NethermindEth / nethermind

A robust execution client for Ethereum node operators.
https://nethermind.io/nethermind-client
GNU General Public License v3.0
1.28k stars 438 forks source link

"Failed to notify enode" - root cause analysis of NullReferenceException #4722

Open kamilchodola opened 2 years ago

kamilchodola commented 2 years ago

Describe the bug From time to time it happens that we have multiple failures on SmokeTests runs with "Failed to notify enode" and NullReferenceException. Need to investigate and fix a root-cause for that since it was not appearing most probably on pre-merge version.

This is a minor issue - no issues with syncing happens because of that. image

kamilchodola commented 2 years ago

@smartprogrammer93 @MarekM25 Any info there? It still appears from time to time on nodes and just wanted to ensure if this can make any issue on node.

smartprogrammer93 commented 2 years ago

I will check on it tomorrow @kamilchodola

kamilchodola commented 2 years ago

@smartprogrammer93 Great! Thanks

kamilchodola commented 2 years ago

https://seq.nethermind.io/#/events?filter=Contains(NodeName,%20'Smoke-Tests-Snap-144-FastSync-goerli')%20and%20not%20%22Big%20Snappy%20messag%22%20and%20not%20%22block%20producer%20%26%20sealer%22&from=2022-10-21T23:50:00.000Z&to=2022-10-22T00:00:00.000Z

Appeared there on goerli on current smoke tests

smartprogrammer93 commented 1 year ago

Hey @kamilchodola ,

Let me know if you still see this issue from a version after https://github.com/NethermindEth/nethermind/pull/4874 is merged.

kamilchodola commented 1 year ago

@smartprogrammer93 I can see that one again but only once in one node. https://seq.nethermind.io/#/events?filter=Contains(NodeName,%20'Smoke-Tests-master125v2-goerli-lighthouse')%20and%20%22failed%20to%22 image

kamilchodola commented 1 year ago

@smartprogrammer93 Got spammed with those messages again image Unfortunately I got spammed with Debug logs and app removed file with logs for this specific situation - but seems like it is getting a bit stronger now

smartprogrammer93 commented 1 year ago

Unfortunately, i am still not sure of the reason behind this exception being thrown. I tried to investigate it intensively already but reached no solution. I will try to dive more into it tomorrow.

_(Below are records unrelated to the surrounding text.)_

use sea_orm::entity::prelude::*;

#[derive(Clone, Debug, PartialEq, Eq, DeriveEntityModel)]
#[sea_orm(table_name = "genre_titles")]
pub struct Model {
    #[sea_orm(primary_key, auto_increment = false)]
    pub genre_id: i32,
    #[sea_orm(primary_key, auto_increment = false)]
    pub title_id: i32,
}

#[derive(Copy, Clone, Debug, EnumIter, DeriveRelation)]
pub enum Relation {
    #[sea_orm(
        belongs_to = "super::genres::Entity",
        from = "Column::GenreId",
        to = "super::genres::Column::Id",
        on_update = "Cascade",
        on_delete = "Cascade"
    )]
    Genre,
    #[sea_orm(
        belongs_to = "super::titles::Entity",
        from = "Column::TitleId",
        to = "super::titles::Column::Id",
        on_update = "Cascade",
        on_delete = "Cascade"
    )]
    Title,
}

impl Related<super::genres::Entity> for Entity {
    fn to() -> RelationDef {
        Relation::Genre.def()
    }
}

impl Related<super::titles::Entity> for Entity {
    fn to() -> RelationDef {
        Relation::Title.def()
    }
}

impl ActiveModelBehavior for ActiveModel {}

kamilchodola commented 1 year ago

@smartprogrammer93 Will try to reproduce it or will be more careful about those logs and will try to catch debug logs for You 0 maybe that would help.

smartprogrammer93 commented 1 year ago

@kamilchodola are we still seeing these?

smartprogrammer93 commented 1 year ago

@kamilchodola let me know if you are still seeing these exceptions or not. If not i will close this one.

kamilchodola commented 1 year ago

It still happens from time to time especially on goerli nodes but very rarely... So except normal logs it is hard to catch debug logs becuase those may be already overriden.

kamilchodola commented 1 year ago

@smartprogrammer93 Just happened again... Wondering about problems it may cause for us or network in such case. This time it was on mainnet-lighthouse pair.

image
smartprogrammer93 commented 1 year ago

@kamilchodola same stack trace (exception details)?

kamilchodola commented 1 year ago

@smartprogrammer93 Yeah - looks slightly different:

image
MarekM25 commented 10 months ago

@smartprogrammer93 still happening

System.NullReferenceException: Object reference not set to an instance of an object.
   at Nethermind.Network.P2P.ProtocolHandlers.SyncPeerProtocolHandlerBase.TxsToSendAndMarkAsNotified(IEnumerable`1 txs, Boolean sendFullTx)+MoveNext() in /_/src/Nethermind/Nethermind.Network/P2P/ProtocolHandlers/SyncPeerProtocolHandlerBase.cs:line 229
   at Nethermind.Network.P2P.Subprotocols.Eth.V65.Eth65ProtocolHandler.SendNewTransactionsCore(IEnumerable`1 txs, Boolean sendFullTx) in /_/src/Nethermind/Nethermind.Network/P2P/Subprotocols/Eth/V65/Eth65ProtocolHandler.cs:line 167
   at Nethermind.TxPool.TxBroadcaster.Notify(ITxPoolPeer peer, IEnumerable`1 txs, Boolean sendFullTx) in /_/src/Nethermind/Nethermind.TxPool/TxBroadcaster.cs:line 310
smartprogrammer93 commented 10 months ago

Yup, @MarekM25 cant figure out the reason. Will try to investigate again once possible

smartprogrammer93 commented 9 months ago

i spend a couple more hours on this, cant find a way for a null Tx ref to reach this point of the code. I traced it back all the way to TxPool. Only solution i see (workaround) is to check if Tx is null before trying to read it's hash. @MarekM25 let me know if you want me to follow this approach, or any other possible action.